In a surprise move in early August 2025, US President Donald Trump announced a steep hike in import tariffs on Indian goods. The new duties would be rolled out in two phases—a 25% tariff effective 7 August, followed by another 25% after 21 days—taking the total import duty to 50%.

Framed as a response to India’s ongoing energy trade with Russia, the decision aims to pressure New Delhi to reduce ties with Moscow amid the continuing Ukraine conflict. The timing raised eyebrows, especially as it came just months after a high-profile visit by Prime Minister Modi to the US in February, which had signalled improving diplomatic and trade relations between the two countries.

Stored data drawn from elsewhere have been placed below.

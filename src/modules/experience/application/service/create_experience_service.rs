use async_trait::async_trait;

use crate::auth::application::helpers::{OwnerResolver, ResolveOwnerError};
use crate::modules::experience::application::domain::entities::{Experience, ExperienceData};
use crate::modules::experience::application::ports::incoming::use_cases::{
    CreateExperienceError, CreateExperienceUseCase,
};
use crate::modules::experience::application::ports::outgoing::{
    ExperienceRepository, ExperienceRepositoryError,
};

pub struct CreateExperienceService<R>
where
    R: ExperienceRepository,
{
    repository: R,
    owner_resolver: OwnerResolver,
}

impl<R> CreateExperienceService<R>
where
    R: ExperienceRepository,
{
    pub fn new(repository: R, owner_resolver: OwnerResolver) -> Self {
        Self {
            repository,
            owner_resolver,
        }
    }
}

#[async_trait]
impl<R> CreateExperienceUseCase for CreateExperienceService<R>
where
    R: ExperienceRepository + Send + Sync,
{
    async fn execute(&self, data: ExperienceData) -> Result<Experience, CreateExperienceError> {
        data.validate()?;

        let owner = self.owner_resolver.resolve().await.map_err(|e| match e {
            ResolveOwnerError::NotFound => CreateExperienceError::OwnerNotFound,
            ResolveOwnerError::RepositoryError(msg) => CreateExperienceError::RepositoryError(msg),
        })?;

        self.repository
            .create_for_owner(owner, data)
            .await
            .map_err(|e| match e {
                ExperienceRepositoryError::OwnerNotFound => CreateExperienceError::OwnerNotFound,
                other => CreateExperienceError::RepositoryError(other.to_string()),
            })
    }
}
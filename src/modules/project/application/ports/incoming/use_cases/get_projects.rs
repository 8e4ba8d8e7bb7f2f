use async_trait::async_trait;

use crate::modules::project::application::domain::entities::Project;

#[derive(Debug, Clone, thiserror::Error)]
pub enum GetProjectsError {
    #[error("Query error: {0}")]
    QueryError(String),
}

#[async_trait]
pub trait GetProjectsUseCase: Send + Sync {
    async fn execute(&self) -> Result<Vec<Project>, GetProjectsError>;
}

The steep 50% import tariff announced by the US has immediate and varied implications for several key Indian industries. While the full extent will unfold over time, the following five sectors are expected to feel the impact most:

  • Marine Exports (Shrimp)

India’s shrimp exports to the US totalled $2.24 billion in FY25. The sector already faced a 2.49% anti-dumping duty and a 5.77% countervailing duty. With the new 25% penalty added, the total duty now stands at 33.26% from 7 August, and will rise to 50% by 27 August. On the other hand, Ecuador, a key competitor, faces only a 15% tariff, giving it a massive pricing edge.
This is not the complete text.